Shares of MGM (ticker: MGM) jumped 7.2% Thursday to $44.40 and were on pace for their highest close since February 2022, according to Dow Jones Market Data. Shares of Wynn (WYNN) surged 4.5% to $108.30 and were on pace for their highest close since July 2021.
MGM reported a fourth-quarter loss of $1.53 a share on revenue of $3.59 billion after the close Wednesday. Analysts surveyed by FactSet were expecting the casino giant to report a loss of $1.45 a share on sales of $3.35 billion. Last year, MGM posted earnings of 12 cents a share on sales of $3.06 billion.
Las Vegas Strip resorts revenue climbed 27% to $2.3 billion in the quarter as more people traveled to the gambling capital of the U.S., while revenue in China fell 44% from the prior year to $175 million amid negative affects from Covid-19 lockdowns in the country.
Macau, which hosts many casinos, was hit hard by strict Covid-19 lockdowns last year . Recently, Macau has lifted those restrictions , and MGM Chief Executive William Joseph Hornbuckle said on the company's earnings call that "Macau is back."
"We are experiencing a rebound in 2023 as our guests are returning in force just as they did in Las Vegas when restrictions were lifted here," he said. "In fact, quarter to date, we're excited to report that MGM China's combined properties are the highest earning businesses within our company."

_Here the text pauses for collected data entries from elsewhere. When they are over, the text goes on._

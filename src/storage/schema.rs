//! Database schema definitions
//!
//! Every statement is idempotent so any screen may open the shared database
//! first and bring it up to date.

/// SQL to create the product_categories table
pub const CREATE_PRODUCT_CATEGORIES_TABLE: &str = r#"
CREATE TABLE IF NOT EXISTS product_categories (
    category_id TEXT PRIMARY KEY,
    category_name TEXT UNIQUE NOT NULL,
    description TEXT
)
"#;

/// SQL to create the products table
/// `category_name` is denormalized from product_categories
pub const CREATE_PRODUCTS_TABLE: &str = r#"
CREATE TABLE IF NOT EXISTS products (
    product_id TEXT PRIMARY KEY,
    product_name TEXT NOT NULL,
    sku TEXT UNIQUE NOT NULL,
    category_id TEXT,
    category_name TEXT,
    price REAL NOT NULL,
    description TEXT,
    FOREIGN KEY (category_id) REFERENCES product_categories(category_id)
)
"#;

/// SQL to create the stock_management table
pub const CREATE_STOCK_MANAGEMENT_TABLE: &str = r#"
CREATE TABLE IF NOT EXISTS stock_management (
    product_id TEXT PRIMARY KEY,
    current_stock INTEGER DEFAULT 0,
    safety_stock INTEGER DEFAULT 0,
    target_stock INTEGER DEFAULT 0,
    FOREIGN KEY (product_id) REFERENCES products(product_id)
)
"#;

/// SQL to create the stock_transactions table
/// One row per stock movement, quantity signed
pub const CREATE_STOCK_TRANSACTIONS_TABLE: &str = r#"
CREATE TABLE IF NOT EXISTS stock_transactions (
    transaction_id INTEGER PRIMARY KEY AUTOINCREMENT,
    product_id TEXT,
    quantity INTEGER,
    transaction_type TEXT,
    transaction_date TIMESTAMP DEFAULT CURRENT_TIMESTAMP,
    remarks TEXT,
    FOREIGN KEY (product_id) REFERENCES products(product_id)
)
"#;

/// SQL to create the sales table
pub const CREATE_SALES_TABLE: &str = r#"
CREATE TABLE IF NOT EXISTS sales (
    sales_trans_id INTEGER PRIMARY KEY AUTOINCREMENT,
    product_id TEXT NOT NULL,
    quantity INTEGER NOT NULL,
    unit_price REAL NOT NULL,
    total_price REAL NOT NULL,
    sale_date TIMESTAMP DEFAULT CURRENT_TIMESTAMP,
    FOREIGN KEY (product_id) REFERENCES products(product_id)
)
"#;

/// SQL to create the customer_list table
pub const CREATE_CUSTOMER_LIST_TABLE: &str = r#"
CREATE TABLE IF NOT EXISTS customer_list (
    customer_id TEXT PRIMARY KEY,
    customer_name TEXT NOT NULL,
    mobile_number TEXT NOT NULL UNIQUE
)
"#;

/// SQL to create the customer_sales table
pub const CREATE_CUSTOMER_SALES_TABLE: &str = r#"
CREATE TABLE IF NOT EXISTS customer_sales (
    id INTEGER PRIMARY KEY AUTOINCREMENT,
    sales_trans_id INTEGER NOT NULL,
    customer_id TEXT NOT NULL,
    FOREIGN KEY (sales_trans_id) REFERENCES sales(sales_trans_id),
    FOREIGN KEY (customer_id) REFERENCES customer_list(customer_id)
)
"#;

/// SQL to create indexes
pub const CREATE_INDEXES: &[&str] = &[
    "CREATE INDEX IF NOT EXISTS idx_products_category ON products(category_id)",
    "CREATE INDEX IF NOT EXISTS idx_stock_tx_product ON stock_transactions(product_id)",
    "CREATE INDEX IF NOT EXISTS idx_sales_product ON sales(product_id)",
    "CREATE INDEX IF NOT EXISTS idx_customer_sales_customer ON customer_sales(customer_id)",
    "CREATE INDEX IF NOT EXISTS idx_customer_sales_sale ON customer_sales(sales_trans_id)",
];

/// All schema creation statements, parents before children
pub fn all_schema_statements() -> Vec<&'static str> {
    let mut stmts = vec![
        CREATE_PRODUCT_CATEGORIES_TABLE,
        CREATE_PRODUCTS_TABLE,
        CREATE_STOCK_MANAGEMENT_TABLE,
        CREATE_STOCK_TRANSACTIONS_TABLE,
        CREATE_SALES_TABLE,
        CREATE_CUSTOMER_LIST_TABLE,
        CREATE_CUSTOMER_SALES_TABLE,
    ];
    stmts.extend(CREATE_INDEXES.iter().copied());
    stmts
}
use serde::{Deserialize, Serialize};
use std::path::{Path, PathBuf};

/// Database file shared by every screen when nothing else is configured
pub const DEFAULT_DATABASE: &str = "inventory.db";
pub const DEFAULT_CURRENCY: &str = "$";

#[derive(Debug, Clone, Serialize, Deserialize, Default, PartialEq)]
pub struct StockposConfig {
    pub database: Option<String>,
    pub currency: Option<String>,
}

impl StockposConfig {
    /// The config `stockpos init` writes
    pub fn starter() -> Self {
        Self {
            database: Some(DEFAULT_DATABASE.to_string()),
            currency: Some(DEFAULT_CURRENCY.to_string()),
        }
    }

    /// CLI flag, then config file, then the default
    pub fn database_path(&self, cli: Option<&Path>) -> PathBuf {
        cli.map(Path::to_path_buf)
            .or_else(|| self.database.as_ref().map(PathBuf::from))
            .unwrap_or_else(|| PathBuf::from(DEFAULT_DATABASE))
    }

    pub fn currency(&self) -> &str {
        self.currency.as_deref().unwrap_or(DEFAULT_CURRENCY)
    }
}

pub fn default_config_path() -> PathBuf {
    PathBuf::from("stockpos.toml")
}

pub fn load_config(path: Option<&Path>) -> anyhow::Result<Option<StockposConfig>> {
    let path = path.map(Path::to_path_buf).unwrap_or_else(default_config_path);
    if !path.exists() {
        return Ok(None);
    }

    let contents = std::fs::read_to_string(&path)?;
    let config: StockposConfig = toml::from_str(&contents)?;
    tracing::debug!("Loaded config from {}", path.display());
    Ok(Some(config))
}

pub fn write_config(path: &Path, config: &StockposConfig, force: bool) -> anyhow::Result<()> {
    if path.exists() && !force {
        anyhow::bail!("config already exists at {} (use --force to overwrite)", path.display());
    }

    let contents = toml::to_string_pretty(config)?;
    std::fs::write(path, contents)?;
    Ok(())
}

pub fn ensure_db_dir(db_path: &Path) -> anyhow::Result<()> {
    if let Some(parent) = db_path.parent() {
        if !parent.as_os_str().is_empty() && !parent.exists() {
            std::fs::create_dir_all(parent)?;
        }
    }
    Ok(())
}

#[cfg(test)]
mod tests {
    use super::*;

    #[test]
    fn test_database_precedence() {
        let empty = StockposConfig::default();
        assert_eq!(empty.database_path(None), PathBuf::from("inventory.db"));

        let config = StockposConfig {
            database: Some("data/shop.db".into()),
            currency: None,
        };
        assert_eq!(config.database_path(None), PathBuf::from("data/shop.db"));
        assert_eq!(
            config.database_path(Some(Path::new("other.db"))),
            PathBuf::from("other.db")
        );
        assert_eq!(config.currency(), "$");
    }

    #[test]
    fn test_write_then_load() {
        let dir = tempfile::tempdir().unwrap();
        let path = dir.path().join("stockpos.toml");

        let config = StockposConfig {
            database: Some("shop.db".into()),
            currency: Some("€".into()),
        };
        write_config(&path, &config, false).unwrap();
        assert!(write_config(&path, &config, false).is_err());
        write_config(&path, &StockposConfig::starter(), true).unwrap();

        let loaded = load_config(Some(&path)).unwrap().unwrap();
        assert_eq!(loaded, StockposConfig::starter());
        assert!(load_config(Some(&dir.path().join("missing.toml"))).unwrap().is_none());
    }

    #[test]
    fn test_ensure_db_dir_creates_parent() {
        let dir = tempfile::tempdir().unwrap();
        let db = dir.path().join("nested").join("inventory.db");
        ensure_db_dir(&db).unwrap();
        assert!(db.parent().unwrap().is_dir());
    }
}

Wells Fargo analyst Daniel Politzer increased his 12-month price target to $58 from $54 and reaffirmed his Overweight rating on the stock. He views MGM as "the best way to gain exposure to the Las Vegas Strip, which is still in the middle innings of its recovery and should further benefit as group/convention business fully returns in 2023."
Wynn also reported earnings after the closing bell Wednesday. The casino company reported a fourth-quarter adjusted loss of $1.23 a share on revenue of $1 billion. Analysts surveyed by FactSet were expecting a loss of $1.17 a share on revenue of $954.5 million. Wynn Macau's revenue of $77 million fell from last year's revenue of $131.7 million in the quarter, but the company said that Lunar New Year celebrations this year were strong, giving them confidence on recovery.
"Recent actions by both Macau and Mainland authorities to reopen the market give us great confidence that the difficulties are behind us and the near-term future there much brighter," Wynn Chief Executive Craig Billings said on the earnings call.
JPMorgan analyst Joseph Greff increased his price target on Wynn to $131 from $103 and maintained his Overweight rating on the stock. He wrote in a research note that he believes "WYNN (still) remains an attractive mid-cap way to play the China re-opening/Macau recovery and while the shares have had a good run, we would point out that the Macau recovery is in its early innings."